On his return to Russia, he becomes one of the founders of the Order of Russian Knights, one of several secret pre-Decembrist organizations, active from 1814 to 1817. It later merged with the Union for Salvation, to form the Union for Prosperity (1818-1821). Which proves yet again that Bulgakov knew Russian history well. He obviously knew about the secret Order of Russian Knights, because he created such an order himself, as it is not only his A. S. Pushkin who turns into a knight at the end of the novel Master and Margarita, but also Azazello, appearing at the same time clad in a knight’s armor. (About this and more in the upcoming chapter The Two Adversaries.)

Because of his liberal views Mikhail Fedorovich Orlov was subjected to a secret police watch and then stripped of his command of the 16th Division, where he had previously abolished corporal punishment for soldiers.
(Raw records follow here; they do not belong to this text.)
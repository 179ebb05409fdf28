//! Expected information gain of a guess.
//!
//! Since the target is unknown, every feedback pattern a guess could receive
//! is tried. Each pattern splits the candidates into the words it matches and
//! the rest; the entropy of that split is how much seeing (or not seeing) the
//! pattern tells us. A guess's goodness is the mean over all patterns.

use crate::entropy::entropy;
use crate::error::{Error, Result};
use crate::feedback::{Feedback, FeedbackPattern};
use crate::matcher::count_matching;
use crate::word::Word;

/// Positions already known to be `Match` from earlier rounds.
#[derive(Debug, Clone, PartialEq, Eq, Default)]
pub struct KnownPositions(Vec<bool>);

impl KnownPositions {
    /// Nothing known yet for words of `len` letters.
    pub fn none(len: usize) -> Self {
        Self(vec![false; len])
    }

    /// Pin the `Match` positions of a pattern.
    pub fn from_pattern(pattern: &[Feedback]) -> Self {
        Self(pattern.iter().map(|&f| f == Feedback::Match).collect())
    }

    /// Also pin the `Match` positions of `pattern`.
    pub fn merge(&mut self, pattern: &[Feedback]) -> Result<()> {
        if pattern.len() != self.0.len() {
            return Err(Error::InvalidArgument(format!(
                "pattern has {} colors but {} positions are tracked",
                pattern.len(),
                self.0.len()
            )));
        }
        for (pinned, &feedback) in self.0.iter_mut().zip(pattern) {
            *pinned |= feedback == Feedback::Match;
        }
        Ok(())
    }

    pub fn is_pinned(&self, position: usize) -> bool {
        self.0.get(position).copied().unwrap_or(false)
    }

    pub fn len(&self) -> usize {
        self.0.len()
    }

    pub fn is_empty(&self) -> bool {
        self.0.is_empty()
    }

    pub fn pinned_count(&self) -> usize {
        self.0.iter().filter(|&&p| p).count()
    }
}

/// A single letter cannot be elsewhere in the word when every other
/// position already holds its correct letter.
fn is_reachable(pattern: &[Feedback]) -> bool {
    let matches = pattern.iter().filter(|&&f| f == Feedback::Match).count();
    let present = pattern.iter().any(|&f| f == Feedback::Present);
    !(matches + 1 == pattern.len() && present)
}

fn walk<F>(known: &KnownPositions, index: usize, outcome: &mut [Feedback], visit: &mut F)
where
    F: FnMut(&[Feedback]),
{
    if index == outcome.len() {
        if is_reachable(outcome) {
            visit(outcome);
        }
        return;
    }

    if known.is_pinned(index) {
        walk(known, index + 1, outcome, visit);
        return;
    }

    for feedback in [Feedback::Present, Feedback::Match, Feedback::Absent] {
        outcome[index] = feedback;
        walk(known, index + 1, outcome, visit);
    }
}

/// Call `visit` with every pattern a guess could receive.
///
/// Pinned positions stay `Match`; every other position takes each of
/// `Present`, `Match` and `Absent`. Patterns with exactly one non-`Match`
/// position that is `Present` are skipped.
pub fn for_each_outcome<F>(known: &KnownPositions, mut visit: F)
where
    F: FnMut(&[Feedback]),
{
    let mut outcome: Vec<Feedback> = (0..known.len())
        .map(|i| {
            if known.is_pinned(i) {
                Feedback::Match
            } else {
                Feedback::Absent
            }
        })
        .collect();
    walk(known, 0, &mut outcome, &mut visit);
}

/// All the patterns [`for_each_outcome`] visits, in visiting order.
pub fn outcomes(known: &KnownPositions) -> Vec<FeedbackPattern> {
    let mut all = Vec::new();
    for_each_outcome(known, |outcome| all.push(FeedbackPattern::new(outcome.to_vec())));
    all
}

/// Scores candidate guesses against a pool of possible targets.
pub trait Estimator: Sync {
    /// Expected information, in bits, from playing `guess` when the target is
    /// one of `pool` and the `known` positions are already solved.
    fn goodness(&self, guess: &Word, known: &KnownPositions, pool: &[Word]) -> Result<f64>;
}

/// The mean-entropy estimator.
#[derive(Debug, Clone, Copy, Default)]
pub struct GoodnessCalculator;

impl GoodnessCalculator {
    pub fn new() -> Self {
        Self
    }

    /// Entropy of every reachable pattern for `guess`, in enumeration order.
    ///
    /// `pool_size` is the number of equally likely targets; it is normally
    /// `pool.len()`.
    pub fn entropies(
        &self,
        guess: &Word,
        known: &KnownPositions,
        pool: &[Word],
        pool_size: usize,
    ) -> Result<Vec<f64>> {
        if known.len() != guess.len() {
            return Err(Error::InvalidArgument(format!(
                "guess {guess} has {} letters but {} positions are tracked",
                guess.len(),
                known.len()
            )));
        }

        let mut entropies = Vec::new();
        let mut failure = None;
        for_each_outcome(known, |outcome| {
            if failure.is_some() {
                return;
            }
            match count_matching(guess, outcome, pool) {
                Ok(matching) => entropies.push(entropy(matching, pool_size)),
                Err(e) => failure = Some(e),
            }
        });

        match failure {
            Some(e) => Err(e),
            None => Ok(entropies),
        }
    }
}

impl Estimator for GoodnessCalculator {
    fn goodness(&self, guess: &Word, known: &KnownPositions, pool: &[Word]) -> Result<f64> {
        let entropies = self.entropies(guess, known, pool, pool.len())?;
        if entropies.is_empty() {
            return Ok(0.0);
        }
        Ok(entropies.iter().sum::<f64>() / entropies.len() as f64)
    }
}

#[cfg(test)]
mod tests {
    use super::*;
    use crate::feedback::Feedback::{Absent, Match, Present};

    #[test]
    fn last_free_letter_cannot_be_present() {
        assert!(!is_reachable(&[Match, Match, Present]));
        assert!(is_reachable(&[Match, Match, Absent]));
        assert!(is_reachable(&[Match, Present, Present]));
        assert!(!is_reachable(&[Present]));
    }

    #[test]
    fn merge_accumulates_pins() {
        let mut known = KnownPositions::none(3);
        known.merge(&[Match, Absent, Absent]).unwrap();
        known.merge(&[Absent, Absent, Match]).unwrap();
        assert!(known.is_pinned(0));
        assert!(!known.is_pinned(1));
        assert!(known.is_pinned(2));
        assert!(known.merge(&[Match]).is_err());
    }
}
Although on the fateful day of December 25th, 1825 he was nowhere near Senate Square, the site of the Decembrist Rebellion, he was still arrested and imprisoned at the infamous Peter & Paul Fortress, where he was kept for six months.

Mikhail’s brother General Alexei Fedorovich Orlov had also been a distinguished participant in the wars against Napoleon, particularly at Austerlitz and Borodino, and very much unlike his brother, he was personally involved in the event on Senate Square, suppressing the Decembrist Revolt, for which service he was amply distinguished by the grateful Emperor, to become one of the principal figures of Russian government under Nicholas I. (Notably, he would become, in time, Count Benckendorff’s successor as Head of the Gendarmes and Secret Police.) In recognition of his service, and having pledged the rest of his life to the service of the Emperor, and also vouchsafing with his own life for his brother’s future non-involvement in Russian politics, Alexei pleaded for Mikhail, faced with severe punishment for his role as a bulwark of the Decembrist ideology, asking for his brother’s Imperial Pardon. As a result, Mikhail was spared execution, hard labor, or a lifelong exile to Siberia. Instead, he was exiled to his hereditary village of Milyatino of the Kaluga Governorate, where he spent five years in seclusion before being allowed to live in Moscow.

What a fascinating story about fascinating men, their unbreakable family bond, friendship and loyalty to each other!

We are not saying farewell to Mikhail Fedorovich Orlov yet. We will come back to him with an unexpected twist in the chapter Two Adversaries.

…As we know, there is no happy ending for master in Bulgakov’s Master and Margarita. Master has no brother to save him.

Bulgakov shows unequivocally that master is arrested as a state criminal by the two simultaneous fires burning: one started by master burning his manuscript in his furnace, and the other raging at Margarita’s VIP husband’s plant. (See my chapter Who R U, Margarita?, segment XCIX.)

Having become a state criminal, master is deprived of his identity. Just like Mikhail Fedorovich Orlov was deprived of his. The author of General Rayevsky’s necrology had his work duly published, but his name being taboo, it was published anonymously.